3. Newly diagnosed (< 12 months) mild cognitive impairment (MCI) due to Alzheimer’s disease or as classified by a Mini-Mental State Examination (MMSE) Score of ≤ 30 ≥ 20 reconfirmed at screening
4. Diagnosis of AD on the basis of the recommended examinations per the International Working Group (IWG) and the standard parameters/methodology of the respective clinical unit: o A Clinical Dementia Rating (global CDR) of 0.5 or 1. Memory box score must be at least 0.5. o Isolated or predominant episodic memory deficit, manifesting itself as either or both: ▪ Wechsler Memory Scale IV ≤ -1.5 SD below age-adjusted norm (Logical Memory subscale = Delayed Recall, Story A), ▪ ≤ -1.5 SD on the delayed recall trial of the CERAD word list (age-, sex- and education-adjusted performance)
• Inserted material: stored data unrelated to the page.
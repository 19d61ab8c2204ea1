//! Scriptable chain links and collaborators.

use std::fmt;

use commandcore::{
    ambient, CommandConfig, CommandContextRef, CommandError, CommandInterceptor, CommandOutput,
    CommandResult, CompatibilityHandler, DynCommand, EngineName, ErasedOutput,
};
use parking_lot::Mutex;

type Script =
    dyn Fn(&CommandConfig, &dyn DynCommand) -> CommandResult<CommandOutput> + Send + Sync;

/// Ambient state seen by a [`ScriptedLink`] when it was called.
#[derive(Debug, Clone)]
pub struct Observation {
    /// The active command context.
    pub context: Option<CommandContextRef>,
    /// Name of the active engine configuration.
    pub engine_name: Option<EngineName>,
    /// Name of the installed fallback compatibility handler.
    pub fallback_handler: Option<String>,
    /// The configuration the link was called with.
    pub config: CommandConfig,
}

/// A next link whose behaviour is a closure.
///
/// Every call records an [`Observation`] before the script runs.
pub struct ScriptedLink {
    script: Box<Script>,
    observations: Mutex<Vec<Observation>>,
}

impl ScriptedLink {
    /// A link running `script`.
    pub fn new<F>(script: F) -> Self
    where
        F: Fn(&CommandConfig, &dyn DynCommand) -> CommandResult<CommandOutput>
            + Send
            + Sync
            + 'static,
    {
        Self {
            script: Box::new(script),
            observations: Mutex::new(Vec::new()),
        }
    }

    /// A link that always succeeds with a clone of `value`.
    pub fn returning<T>(value: T) -> Self
    where
        T: Clone + Send + Sync + 'static,
    {
        Self::new(move |_, _| {
            let output: ErasedOutput = Box::new(value.clone());
            Ok(Some(output))
        })
    }

    /// A link that always fails with a clone of `error`.
    pub fn failing(error: CommandError) -> Self {
        Self::new(move |_, _| Err(error.clone()))
    }

    /// A link that panics with `message`.
    pub fn panicking(message: &'static str) -> Self {
        Self::new(move |_, _| panic!("{message}"))
    }

    /// Everything observed so far, oldest first.
    pub fn observations(&self) -> Vec<Observation> {
        self.observations.lock().clone()
    }

    /// How often the link was called.
    pub fn calls(&self) -> usize {
        self.observations.lock().len()
    }

    fn observe(config: &CommandConfig) -> Observation {
        Observation {
            context: ambient::command_context().ok().flatten(),
            engine_name: ambient::engine_configuration()
                .ok()
                .flatten()
                .map(|engine| engine.engine_name().clone()),
            fallback_handler: ambient::fallback_compatibility_handler()
                .ok()
                .flatten()
                .map(|handler| handler.name().to_string()),
            config: *config,
        }
    }
}

impl CommandInterceptor for ScriptedLink {
    fn execute(
        &self,
        config: &CommandConfig,
        command: &dyn DynCommand,
    ) -> CommandResult<CommandOutput> {
        let observation = Self::observe(config);
        self.observations.lock().push(observation);
        (self.script)(config, command)
    }
}

impl fmt::Debug for ScriptedLink {
    fn fmt(&self, f: &mut fmt::Formatter<'_>) -> fmt::Result {
        f.debug_struct("ScriptedLink")
            .field("calls", &self.calls())
            .finish_non_exhaustive()
    }
}

/// Compatibility handler identified only by its name.
#[derive(Debug, Clone)]
pub struct RecordingCompatibilityHandler {
    name: String,
}

impl RecordingCompatibilityHandler {
    /// A handler called `name`.
    pub fn new(name: impl Into<String>) -> Self {
        Self { name: name.into() }
    }
}

impl CompatibilityHandler for RecordingCompatibilityHandler {
    fn name(&self) -> &str {
        &self.name
    }
}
5. Trial subject has full legal competence according to the investigator’s opinion
6. For trial subjects in disease control/reference (non-AD group) only:
7. Mini-Mental State Examination (MMSE) Score of ≤ 30 and ≥ 28 at screening. In case of MMSE score of ≤ 27, do NOT present with CSF biomarker profile and/or PET SUVR indicative of Alzheimer’s disease. If both are available but inconclusive, subjects are only eligible if PET SUVR is NOT indicative of AD
8. For AD subjects and disease controls:
9. Trial participants agree to APOE genotyping, or have a known APOE genotype (determined within the past 24 months).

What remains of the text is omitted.